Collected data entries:
--*--
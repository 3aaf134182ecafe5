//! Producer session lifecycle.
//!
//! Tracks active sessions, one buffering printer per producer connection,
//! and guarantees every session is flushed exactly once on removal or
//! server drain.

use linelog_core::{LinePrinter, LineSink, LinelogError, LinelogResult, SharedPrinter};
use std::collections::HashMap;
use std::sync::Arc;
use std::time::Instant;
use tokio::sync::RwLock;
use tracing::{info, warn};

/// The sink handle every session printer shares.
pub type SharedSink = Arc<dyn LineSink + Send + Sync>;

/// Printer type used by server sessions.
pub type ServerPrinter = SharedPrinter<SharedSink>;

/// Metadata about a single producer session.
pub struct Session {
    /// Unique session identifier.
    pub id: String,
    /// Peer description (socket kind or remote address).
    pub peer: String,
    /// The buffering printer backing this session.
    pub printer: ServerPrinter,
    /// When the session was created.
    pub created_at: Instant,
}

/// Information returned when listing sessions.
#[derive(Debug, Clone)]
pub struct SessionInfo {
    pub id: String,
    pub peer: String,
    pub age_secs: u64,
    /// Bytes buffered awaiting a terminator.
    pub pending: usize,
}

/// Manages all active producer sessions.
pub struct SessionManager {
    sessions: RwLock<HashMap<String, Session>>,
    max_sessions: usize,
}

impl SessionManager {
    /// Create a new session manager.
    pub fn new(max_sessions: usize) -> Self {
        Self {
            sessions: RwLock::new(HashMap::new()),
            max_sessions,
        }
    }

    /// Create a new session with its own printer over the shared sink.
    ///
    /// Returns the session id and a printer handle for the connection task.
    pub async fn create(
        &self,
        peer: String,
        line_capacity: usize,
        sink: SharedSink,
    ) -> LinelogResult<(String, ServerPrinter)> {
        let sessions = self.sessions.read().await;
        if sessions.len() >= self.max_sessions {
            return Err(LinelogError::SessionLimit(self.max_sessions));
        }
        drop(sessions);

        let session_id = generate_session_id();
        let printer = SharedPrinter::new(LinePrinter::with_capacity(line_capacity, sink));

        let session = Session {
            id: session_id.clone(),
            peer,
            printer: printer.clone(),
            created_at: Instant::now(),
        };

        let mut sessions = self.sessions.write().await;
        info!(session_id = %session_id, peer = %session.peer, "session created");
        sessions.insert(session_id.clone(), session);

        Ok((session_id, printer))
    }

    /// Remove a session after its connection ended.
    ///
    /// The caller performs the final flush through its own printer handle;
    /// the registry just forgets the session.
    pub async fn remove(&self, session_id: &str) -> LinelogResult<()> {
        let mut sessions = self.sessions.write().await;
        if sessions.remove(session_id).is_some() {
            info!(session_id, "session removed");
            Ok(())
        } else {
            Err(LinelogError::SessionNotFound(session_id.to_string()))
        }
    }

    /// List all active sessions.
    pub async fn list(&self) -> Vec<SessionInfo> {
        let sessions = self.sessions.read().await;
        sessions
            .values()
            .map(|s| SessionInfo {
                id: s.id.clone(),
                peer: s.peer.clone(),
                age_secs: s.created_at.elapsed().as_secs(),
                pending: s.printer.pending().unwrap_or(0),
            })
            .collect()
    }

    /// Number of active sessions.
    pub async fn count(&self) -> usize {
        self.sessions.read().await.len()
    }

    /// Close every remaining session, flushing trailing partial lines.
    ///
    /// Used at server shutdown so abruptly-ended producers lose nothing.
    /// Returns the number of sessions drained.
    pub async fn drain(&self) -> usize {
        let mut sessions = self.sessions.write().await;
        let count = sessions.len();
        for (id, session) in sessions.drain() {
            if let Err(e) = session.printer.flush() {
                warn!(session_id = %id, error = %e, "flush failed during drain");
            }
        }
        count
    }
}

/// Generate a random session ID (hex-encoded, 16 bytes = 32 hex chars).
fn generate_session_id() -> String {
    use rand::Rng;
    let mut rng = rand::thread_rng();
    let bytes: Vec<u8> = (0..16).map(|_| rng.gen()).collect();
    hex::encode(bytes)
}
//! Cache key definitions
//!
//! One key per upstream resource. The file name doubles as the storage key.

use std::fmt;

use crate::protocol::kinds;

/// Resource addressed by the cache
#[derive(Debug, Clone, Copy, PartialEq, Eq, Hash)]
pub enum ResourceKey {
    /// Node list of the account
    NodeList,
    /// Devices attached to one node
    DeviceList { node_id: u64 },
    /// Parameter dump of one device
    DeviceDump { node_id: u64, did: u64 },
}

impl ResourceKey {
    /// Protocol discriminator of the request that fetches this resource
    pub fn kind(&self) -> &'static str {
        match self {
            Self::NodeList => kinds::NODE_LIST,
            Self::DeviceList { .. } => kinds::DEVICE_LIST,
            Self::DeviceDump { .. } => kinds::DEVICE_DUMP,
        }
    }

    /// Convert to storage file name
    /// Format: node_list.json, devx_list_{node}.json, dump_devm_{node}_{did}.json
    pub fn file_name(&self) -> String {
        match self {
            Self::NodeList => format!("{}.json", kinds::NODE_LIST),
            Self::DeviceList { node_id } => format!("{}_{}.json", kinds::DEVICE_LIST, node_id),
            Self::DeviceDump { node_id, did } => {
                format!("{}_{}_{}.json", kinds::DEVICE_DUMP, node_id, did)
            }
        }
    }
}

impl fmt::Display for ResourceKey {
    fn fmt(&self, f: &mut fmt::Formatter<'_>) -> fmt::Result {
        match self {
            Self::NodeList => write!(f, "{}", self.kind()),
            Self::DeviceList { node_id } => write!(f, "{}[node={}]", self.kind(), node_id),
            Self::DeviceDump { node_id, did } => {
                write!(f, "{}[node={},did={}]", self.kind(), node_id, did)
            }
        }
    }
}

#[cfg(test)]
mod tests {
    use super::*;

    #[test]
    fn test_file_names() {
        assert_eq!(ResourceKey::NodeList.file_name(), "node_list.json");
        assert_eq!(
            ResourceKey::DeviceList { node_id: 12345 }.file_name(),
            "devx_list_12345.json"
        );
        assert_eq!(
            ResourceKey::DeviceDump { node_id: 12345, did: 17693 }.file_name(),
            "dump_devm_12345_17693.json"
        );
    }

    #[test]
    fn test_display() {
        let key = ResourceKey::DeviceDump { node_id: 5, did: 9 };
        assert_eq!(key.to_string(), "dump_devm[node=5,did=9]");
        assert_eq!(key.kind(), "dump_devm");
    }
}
--*--
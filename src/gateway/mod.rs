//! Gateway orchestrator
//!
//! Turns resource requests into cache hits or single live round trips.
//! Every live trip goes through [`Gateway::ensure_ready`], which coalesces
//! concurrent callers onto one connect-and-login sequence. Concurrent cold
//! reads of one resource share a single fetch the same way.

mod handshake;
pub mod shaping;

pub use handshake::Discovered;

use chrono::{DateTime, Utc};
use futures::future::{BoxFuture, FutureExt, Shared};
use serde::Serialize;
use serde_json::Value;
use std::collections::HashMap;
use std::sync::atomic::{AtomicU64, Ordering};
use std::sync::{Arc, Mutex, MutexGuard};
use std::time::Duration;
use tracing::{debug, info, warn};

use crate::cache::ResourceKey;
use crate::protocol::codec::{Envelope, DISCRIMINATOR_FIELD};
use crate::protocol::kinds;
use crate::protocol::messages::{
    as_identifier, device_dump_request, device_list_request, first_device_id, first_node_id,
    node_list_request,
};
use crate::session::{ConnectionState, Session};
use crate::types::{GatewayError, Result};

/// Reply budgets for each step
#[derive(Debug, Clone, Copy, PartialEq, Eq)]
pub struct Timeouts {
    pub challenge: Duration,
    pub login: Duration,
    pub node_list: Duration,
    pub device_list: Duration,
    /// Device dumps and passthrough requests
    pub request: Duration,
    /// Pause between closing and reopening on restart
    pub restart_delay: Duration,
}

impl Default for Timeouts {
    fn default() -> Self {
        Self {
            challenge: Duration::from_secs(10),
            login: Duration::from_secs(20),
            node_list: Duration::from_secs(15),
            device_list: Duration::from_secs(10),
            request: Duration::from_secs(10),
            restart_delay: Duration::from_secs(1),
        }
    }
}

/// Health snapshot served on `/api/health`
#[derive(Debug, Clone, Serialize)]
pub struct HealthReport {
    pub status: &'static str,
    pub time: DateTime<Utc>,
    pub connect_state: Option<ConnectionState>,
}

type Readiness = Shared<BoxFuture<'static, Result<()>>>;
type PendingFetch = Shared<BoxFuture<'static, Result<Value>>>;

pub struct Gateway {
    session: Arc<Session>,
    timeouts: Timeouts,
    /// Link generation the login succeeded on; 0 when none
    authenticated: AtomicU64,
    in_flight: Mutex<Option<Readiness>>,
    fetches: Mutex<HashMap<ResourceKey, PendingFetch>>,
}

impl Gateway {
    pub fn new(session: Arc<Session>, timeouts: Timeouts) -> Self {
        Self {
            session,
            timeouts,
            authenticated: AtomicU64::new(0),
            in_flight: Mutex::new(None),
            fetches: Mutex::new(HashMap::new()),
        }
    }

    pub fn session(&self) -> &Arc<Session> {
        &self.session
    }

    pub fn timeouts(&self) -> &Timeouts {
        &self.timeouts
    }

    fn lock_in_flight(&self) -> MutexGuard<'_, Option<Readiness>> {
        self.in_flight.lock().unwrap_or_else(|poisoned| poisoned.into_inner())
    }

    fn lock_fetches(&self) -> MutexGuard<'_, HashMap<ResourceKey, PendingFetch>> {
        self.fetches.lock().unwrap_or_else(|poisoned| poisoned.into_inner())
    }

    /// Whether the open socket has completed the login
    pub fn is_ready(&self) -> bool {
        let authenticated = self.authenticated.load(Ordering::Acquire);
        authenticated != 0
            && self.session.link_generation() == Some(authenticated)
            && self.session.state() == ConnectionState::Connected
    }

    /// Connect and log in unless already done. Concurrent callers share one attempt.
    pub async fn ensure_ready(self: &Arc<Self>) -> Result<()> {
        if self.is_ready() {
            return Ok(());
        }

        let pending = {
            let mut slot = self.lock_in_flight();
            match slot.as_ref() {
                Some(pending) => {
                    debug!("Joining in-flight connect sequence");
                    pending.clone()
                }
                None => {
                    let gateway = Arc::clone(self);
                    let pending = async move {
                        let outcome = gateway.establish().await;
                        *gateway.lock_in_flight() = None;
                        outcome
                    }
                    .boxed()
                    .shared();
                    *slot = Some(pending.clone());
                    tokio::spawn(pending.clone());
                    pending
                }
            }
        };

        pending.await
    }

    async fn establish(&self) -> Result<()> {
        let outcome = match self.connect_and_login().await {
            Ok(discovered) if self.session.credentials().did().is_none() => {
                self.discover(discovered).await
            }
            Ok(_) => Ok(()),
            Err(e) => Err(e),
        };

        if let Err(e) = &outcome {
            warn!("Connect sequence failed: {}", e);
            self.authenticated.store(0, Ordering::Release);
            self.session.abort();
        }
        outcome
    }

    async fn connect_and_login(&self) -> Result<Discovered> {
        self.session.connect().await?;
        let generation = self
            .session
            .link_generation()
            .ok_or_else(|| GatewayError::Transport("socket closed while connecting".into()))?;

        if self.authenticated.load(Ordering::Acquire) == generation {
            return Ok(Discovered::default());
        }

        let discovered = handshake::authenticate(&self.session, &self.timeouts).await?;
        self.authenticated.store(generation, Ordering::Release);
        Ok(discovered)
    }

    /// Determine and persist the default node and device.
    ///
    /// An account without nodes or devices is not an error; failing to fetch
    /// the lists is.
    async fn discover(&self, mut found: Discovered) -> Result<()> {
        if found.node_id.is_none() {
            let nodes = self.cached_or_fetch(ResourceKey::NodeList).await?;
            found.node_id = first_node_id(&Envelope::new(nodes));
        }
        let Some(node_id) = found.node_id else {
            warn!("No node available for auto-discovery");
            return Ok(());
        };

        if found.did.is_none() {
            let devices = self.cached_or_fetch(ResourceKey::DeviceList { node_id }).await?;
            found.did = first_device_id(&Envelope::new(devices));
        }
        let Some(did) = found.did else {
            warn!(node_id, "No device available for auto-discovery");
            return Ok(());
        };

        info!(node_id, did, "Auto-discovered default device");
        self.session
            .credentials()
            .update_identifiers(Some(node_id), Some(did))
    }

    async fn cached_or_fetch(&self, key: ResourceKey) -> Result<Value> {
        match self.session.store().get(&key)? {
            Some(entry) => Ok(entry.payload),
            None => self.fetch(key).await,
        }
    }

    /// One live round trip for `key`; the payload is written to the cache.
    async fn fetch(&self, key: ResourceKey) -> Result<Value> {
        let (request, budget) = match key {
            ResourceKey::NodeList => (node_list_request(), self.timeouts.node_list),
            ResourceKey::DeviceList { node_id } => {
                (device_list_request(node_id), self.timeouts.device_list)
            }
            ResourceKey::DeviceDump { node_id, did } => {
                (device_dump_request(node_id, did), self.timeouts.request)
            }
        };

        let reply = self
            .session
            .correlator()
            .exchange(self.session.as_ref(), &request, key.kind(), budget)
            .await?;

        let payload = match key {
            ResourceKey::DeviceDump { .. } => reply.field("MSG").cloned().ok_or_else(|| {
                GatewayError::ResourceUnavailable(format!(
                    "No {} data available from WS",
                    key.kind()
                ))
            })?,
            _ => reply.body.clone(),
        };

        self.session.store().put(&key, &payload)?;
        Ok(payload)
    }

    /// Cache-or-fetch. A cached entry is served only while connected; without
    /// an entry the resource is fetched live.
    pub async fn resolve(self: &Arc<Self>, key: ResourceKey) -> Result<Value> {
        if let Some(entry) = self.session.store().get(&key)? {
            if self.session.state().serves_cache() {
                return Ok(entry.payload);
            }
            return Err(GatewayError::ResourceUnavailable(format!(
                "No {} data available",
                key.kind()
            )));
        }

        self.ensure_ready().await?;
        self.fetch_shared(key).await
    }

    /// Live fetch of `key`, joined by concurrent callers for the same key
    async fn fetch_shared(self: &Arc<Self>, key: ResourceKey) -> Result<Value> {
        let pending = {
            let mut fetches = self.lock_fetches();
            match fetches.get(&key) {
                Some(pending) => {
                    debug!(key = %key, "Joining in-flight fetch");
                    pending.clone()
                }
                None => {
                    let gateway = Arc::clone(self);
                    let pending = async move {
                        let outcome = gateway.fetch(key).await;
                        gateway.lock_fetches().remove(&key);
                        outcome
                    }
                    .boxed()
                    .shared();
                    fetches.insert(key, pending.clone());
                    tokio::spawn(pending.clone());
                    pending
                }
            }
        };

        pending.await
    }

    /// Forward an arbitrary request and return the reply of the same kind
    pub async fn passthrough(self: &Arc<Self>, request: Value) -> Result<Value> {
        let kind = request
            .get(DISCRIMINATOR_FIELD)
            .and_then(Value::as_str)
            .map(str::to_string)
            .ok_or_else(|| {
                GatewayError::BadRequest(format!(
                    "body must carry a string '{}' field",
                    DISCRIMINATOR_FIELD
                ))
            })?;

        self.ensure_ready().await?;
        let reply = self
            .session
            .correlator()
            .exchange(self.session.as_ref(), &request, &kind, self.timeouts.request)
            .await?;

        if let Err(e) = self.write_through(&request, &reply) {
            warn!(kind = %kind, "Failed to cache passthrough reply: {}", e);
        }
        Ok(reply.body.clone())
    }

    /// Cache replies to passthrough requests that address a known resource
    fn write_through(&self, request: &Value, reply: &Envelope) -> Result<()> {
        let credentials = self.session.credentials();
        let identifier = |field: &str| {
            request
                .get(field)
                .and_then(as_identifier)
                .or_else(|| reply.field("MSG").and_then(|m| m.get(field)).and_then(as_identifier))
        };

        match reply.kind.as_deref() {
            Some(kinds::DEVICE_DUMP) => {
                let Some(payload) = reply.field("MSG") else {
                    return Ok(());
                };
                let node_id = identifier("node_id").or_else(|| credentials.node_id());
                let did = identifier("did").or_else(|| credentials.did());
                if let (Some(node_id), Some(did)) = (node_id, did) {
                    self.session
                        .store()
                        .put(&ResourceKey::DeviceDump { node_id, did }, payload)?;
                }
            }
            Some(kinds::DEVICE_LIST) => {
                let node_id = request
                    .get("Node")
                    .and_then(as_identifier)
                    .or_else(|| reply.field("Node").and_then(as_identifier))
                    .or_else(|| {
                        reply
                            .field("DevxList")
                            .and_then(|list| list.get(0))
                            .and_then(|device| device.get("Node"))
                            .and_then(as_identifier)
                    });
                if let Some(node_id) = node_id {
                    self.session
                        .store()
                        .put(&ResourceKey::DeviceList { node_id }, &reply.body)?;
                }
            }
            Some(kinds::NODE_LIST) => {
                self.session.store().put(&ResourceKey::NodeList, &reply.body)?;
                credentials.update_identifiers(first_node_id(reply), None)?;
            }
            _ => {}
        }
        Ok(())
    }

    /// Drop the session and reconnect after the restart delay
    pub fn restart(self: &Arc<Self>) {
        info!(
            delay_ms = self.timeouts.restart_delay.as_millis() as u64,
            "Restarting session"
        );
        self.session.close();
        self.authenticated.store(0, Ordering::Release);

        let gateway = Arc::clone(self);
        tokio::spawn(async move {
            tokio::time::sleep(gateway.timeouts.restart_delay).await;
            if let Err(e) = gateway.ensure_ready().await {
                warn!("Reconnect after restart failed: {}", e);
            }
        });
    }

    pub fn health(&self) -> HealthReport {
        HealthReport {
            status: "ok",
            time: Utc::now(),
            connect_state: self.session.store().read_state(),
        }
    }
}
--*--
### Exercise requirements
Please output exactly the lines between the one holding "repository 3aaf134182ecafe5" and the one holding "session printer shares." in the records above, inclusive, and nothing more.

### Task response
repository 3aaf134182ecafe5
//! Producer session lifecycle.
//!
//! Tracks active sessions, one buffering printer per producer connection,
//! and guarantees every session is flushed exactly once on removal or
//! server drain.

use linelog_core::{LinePrinter, LineSink, LinelogError, LinelogResult, SharedPrinter};
use std::collections::HashMap;
use std::sync::Arc;
use std::time::Instant;
use tokio::sync::RwLock;
use tracing::{info, warn};

/// The sink handle every session printer shares.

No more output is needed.